[The problem] What is the count of lines in the data that hold the string "impl"? State the number alone.

[Source material]
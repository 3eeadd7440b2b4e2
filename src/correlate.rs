//! Transaction correlation over a debug trace.
//!
//! The correlator consumes [`TraceEntry`] values in file order and keeps at
//! most one [`PendingTransaction`] per account in an insertion-ordered table.
//! Entries older than the timeout are swept whenever the trace clock
//! advances. A completion line for an account with a live pending entry is
//! terminal for that entry: it either yields a [`CompletedTransaction`] or
//! discards the entry when a precondition is missing.
//!
//! A response payload is attributed to the pending transaction named by its
//! `primary_id`; a payload without one goes to the most recently opened
//! transaction.
//!
//! Time context: a line with a parsed timestamp sets the clock, a line with
//! no bracketed prefix (payload continuation) inherits it, and a line with a
//! malformed prefix clears it. Any elapsed-time check against an unknown
//! clock counts as a timeout.

use chrono::{NaiveDateTime, TimeDelta, Timelike};
use indexmap::IndexMap;
use tracing::debug;

use crate::config::{PendingPolicy, RecoveryConfig};
use crate::classify::LineEvent;
use crate::constants::logging::RECOVER_TAG;
use crate::payload::read_response;
use crate::timestamp::{TimestampPrefix, format_second, localize};
use crate::transport::fs::TraceEntry;
use crate::types::{AccountId, CategoryLabel, LineNumber, LocalTimestamp, VisitCount};

/// In-progress transaction for one account.
#[derive(Clone, Debug, PartialEq)]
pub struct PendingTransaction {
    /// Canonical account identifier.
    pub account: AccountId,
    /// Start time; `None` when the start line had no usable clock.
    pub started_at: Option<LocalTimestamp>,
    /// Line that opened the transaction.
    pub started_line: LineNumber,
    /// Whether the external update request was seen.
    pub update_attempted: bool,
    /// Category read from a response payload.
    pub category: Option<CategoryLabel>,
}

impl PendingTransaction {
    fn open(account: AccountId, started_at: Option<LocalTimestamp>, line: LineNumber) -> Self {
        Self {
            account,
            started_at,
            started_line: line,
            update_attempted: false,
            category: None,
        }
    }
}

/// Key identifying one recovered record: account plus start second.
#[derive(Clone, Debug, PartialEq, Eq, Hash, PartialOrd, Ord)]
pub struct DedupKey {
    /// Canonical account identifier.
    pub account: AccountId,
    /// Local wall-clock start time truncated to the second.
    pub second: NaiveDateTime,
}

impl DedupKey {
    /// Build a key, truncating any sub-second component.
    pub fn new(account: impl Into<AccountId>, wall_clock: NaiveDateTime) -> Self {
        Self {
            account: account.into(),
            second: wall_clock.with_nanosecond(0).unwrap_or(wall_clock),
        }
    }
}

/// A fully correlated check-in.
#[derive(Clone, Debug, PartialEq)]
pub struct CompletedTransaction {
    /// Canonical account identifier.
    pub account: AccountId,
    /// Transaction start time (not the completion line's time).
    pub started_at: LocalTimestamp,
    /// Account category from the response payload.
    pub category: CategoryLabel,
    /// Visit number from the completion line.
    pub visit_count: VisitCount,
}

impl CompletedTransaction {
    /// Deduplication key for this record.
    pub fn dedup_key(&self) -> DedupKey {
        DedupKey::new(self.account.clone(), self.started_at.naive_local())
    }

    /// Canonical store row: `identifier,YYYY-MM-DD HH:MM:SS,category,count`.
    pub fn to_row(&self) -> String {
        format!(
            "{},{},{},{}",
            self.account,
            format_second(&self.started_at),
            self.category,
            self.visit_count
        )
    }
}

/// Counters describing one correlation pass.
#[derive(Clone, Copy, Debug, Default, PartialEq, Eq)]
pub struct CorrelationStats {
    /// Physical lines observed.
    pub lines: usize,
    /// Transactions opened by start lines.
    pub opened: usize,
    /// Completion lines that produced a record.
    pub completed: usize,
    /// Matching completion lines that failed a precondition.
    pub incomplete: usize,
    /// Completion lines with no live pending transaction for their account.
    pub unmatched_completions: usize,
    /// Pending transactions dropped by the timeout sweep.
    pub expired: usize,
    /// Pending transactions replaced by a later start.
    pub superseded: usize,
    /// Pending transactions still open at end of trace.
    pub left_open: usize,
    /// Payload blocks that did not yield a category.
    pub payloads_without_category: usize,
}

/// Why a matching completion line did not produce a record.
#[derive(Clone, Copy, Debug, PartialEq, Eq)]
pub enum MissingPrecondition {
    /// The start line had no usable timestamp.
    StartTime,
    /// No response payload supplied a category.
    Category,
    /// No update request was seen for the account.
    UpdateAttempt,
    /// The completion line carried no parseable visit count.
    VisitCount,
}

/// Per-account transaction state machine over a single trace pass.
pub struct Correlator {
    timeout: TimeDelta,
    zone: chrono_tz::Tz,
    policy: PendingPolicy,
    pending: IndexMap<AccountId, PendingTransaction>,
    clock: Option<LocalTimestamp>,
    stats: CorrelationStats,
}

impl Correlator {
    /// Create a correlator from run settings.
    pub fn new(config: &RecoveryConfig) -> Self {
        Self {
            timeout: config.timeout,
            zone: config.time_zone,
            policy: config.pending_policy,
            pending: IndexMap::new(),
            clock: None,
            stats: CorrelationStats::default(),
        }
    }

    /// Live pending transaction for `account`, if any.
    pub fn pending_for(&self, account: &str) -> Option<&PendingTransaction> {
        self.pending.get(account)
    }

    /// Live pending transactions, oldest start first.
    pub fn pending(&self) -> impl Iterator<Item = &PendingTransaction> {
        self.pending.values()
    }

    /// Counters so far.
    pub fn stats(&self) -> CorrelationStats {
        self.stats
    }

    /// Feed the next trace entry; returns a record when a transaction completes.
    pub fn observe(&mut self, entry: &TraceEntry) -> Option<CompletedTransaction> {
        self.stats.lines += 1;
        let now = self.advance_clock(entry.line.prefix);
        if now.is_some() {
            self.sweep(now);
        }

        match &entry.line.event {
            LineEvent::TransactionStart { account } => {
                self.open(account.clone(), now, entry.line.number);
                None
            }
            LineEvent::UpdateAttempt { account } => {
                if let Some(pending) = self.pending.get_mut(account) {
                    pending.update_attempted = true;
                }
                None
            }
            LineEvent::ResponsePayload { .. } => {
                if let Some(payload) = entry.payload.as_deref() {
                    self.categorize(payload, now, entry.line.number);
                }
                None
            }
            LineEvent::TransactionComplete { account, visit } => {
                self.complete(account, *visit, now, entry.line.number)
            }
            LineEvent::Other => None,
        }
    }

    /// End the pass, counting transactions that never completed.
    pub fn finish(mut self) -> CorrelationStats {
        self.stats.left_open = self.pending.len();
        self.stats
    }

    fn advance_clock(&mut self, prefix: TimestampPrefix) -> Option<LocalTimestamp> {
        match prefix {
            TimestampPrefix::Absent => {}
            TimestampPrefix::Malformed => self.clock = None,
            TimestampPrefix::Parsed(wall_clock) => self.clock = localize(wall_clock, self.zone),
        }
        self.clock
    }

    fn within_window(
        &self,
        started_at: Option<LocalTimestamp>,
        now: Option<LocalTimestamp>,
    ) -> bool {
        match (started_at, now) {
            (Some(start), Some(now)) => now.signed_duration_since(start) <= self.timeout,
            _ => false,
        }
    }

    fn sweep(&mut self, now: Option<LocalTimestamp>) {
        let before = self.pending.len();
        let timeout = self.timeout;
        self.pending.retain(|account, pending| {
            let keep = match (pending.started_at, now) {
                (Some(start), Some(now)) => now.signed_duration_since(start) <= timeout,
                _ => false,
            };
            if !keep {
                debug!(
                    "{} pending transaction for {} (line {}) expired",
                    RECOVER_TAG, account, pending.started_line
                );
            }
            keep
        });
        self.stats.expired += before - self.pending.len();
    }

    fn open(&mut self, account: AccountId, now: Option<LocalTimestamp>, line: LineNumber) {
        if self.policy == PendingPolicy::SingleSlot {
            let before = self.pending.len();
            self.pending.retain(|other, _| *other == account);
            self.stats.superseded += before - self.pending.len();
        }
        if self.pending.shift_remove(&account).is_some() {
            self.stats.superseded += 1;
        }
        self.pending
            .insert(account.clone(), PendingTransaction::open(account, now, line));
        self.stats.opened += 1;
    }

    fn categorize(&mut self, payload: &str, now: Option<LocalTimestamp>, line: LineNumber) {
        let response = read_response(payload);
        let target = match response.account.as_deref() {
            Some(owner) => self.pending.get_index_of(owner),
            None => self.pending.len().checked_sub(1),
        };
        let Some(index) = target else {
            debug!("{} payload at line {} matches no pending transaction", RECOVER_TAG, line);
            return;
        };
        let Some(started_at) = self.pending.get_index(index).map(|(_, pending)| pending.started_at)
        else {
            return;
        };
        if !self.within_window(started_at, now) {
            return;
        }
        match response.category {
            Some(category) => {
                if let Some((_, pending)) = self.pending.get_index_mut(index) {
                    pending.category = Some(category);
                }
            }
            None => {
                self.stats.payloads_without_category += 1;
                debug!("{} payload at line {} has no readable category", RECOVER_TAG, line);
            }
        }
    }

    fn complete(
        &mut self,
        account: &str,
        visit: Option<VisitCount>,
        now: Option<LocalTimestamp>,
        line: LineNumber,
    ) -> Option<CompletedTransaction> {
        let Some(started_at) = self.pending.get(account).map(|pending| pending.started_at) else {
            self.stats.unmatched_completions += 1;
            return None;
        };
        if !self.within_window(started_at, now) {
            return None;
        }
        let pending = self.pending.shift_remove(account)?;
        match check_preconditions(pending, visit) {
            Ok(completed) => {
                self.stats.completed += 1;
                Some(completed)
            }
            Err(missing) => {
                self.stats.incomplete += 1;
                debug!(
                    "{} completion for {} at line {} discarded: missing {:?}",
                    RECOVER_TAG, account, line, missing
                );
                None
            }
        }
    }
}

fn check_preconditions(
    pending: PendingTransaction,
    visit: Option<VisitCount>,
) -> Result<CompletedTransaction, MissingPrecondition> {
    let started_at = pending.started_at.ok_or(MissingPrecondition::StartTime)?;
    let category = pending.category.ok_or(MissingPrecondition::Category)?;
    if !pending.update_attempted {
        return Err(MissingPrecondition::UpdateAttempt);
    }
    let visit_count = visit.ok_or(MissingPrecondition::VisitCount)?;
    Ok(CompletedTransaction {
        account: pending.account,
        started_at,
        category,
        visit_count,
    })
}

/// Run a correlator over `entries`, collecting every completed transaction.
pub fn correlate_all<I>(
    entries: I,
    config: &RecoveryConfig,
) -> (Vec<CompletedTransaction>, CorrelationStats)
where
    I: IntoIterator<Item = TraceEntry>,
{
    let mut correlator = Correlator::new(config);
    let completed = entries
        .into_iter()
        .filter_map(|entry| correlator.observe(&entry))
        .collect();
    (completed, correlator.finish())
}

[Expected answer] 6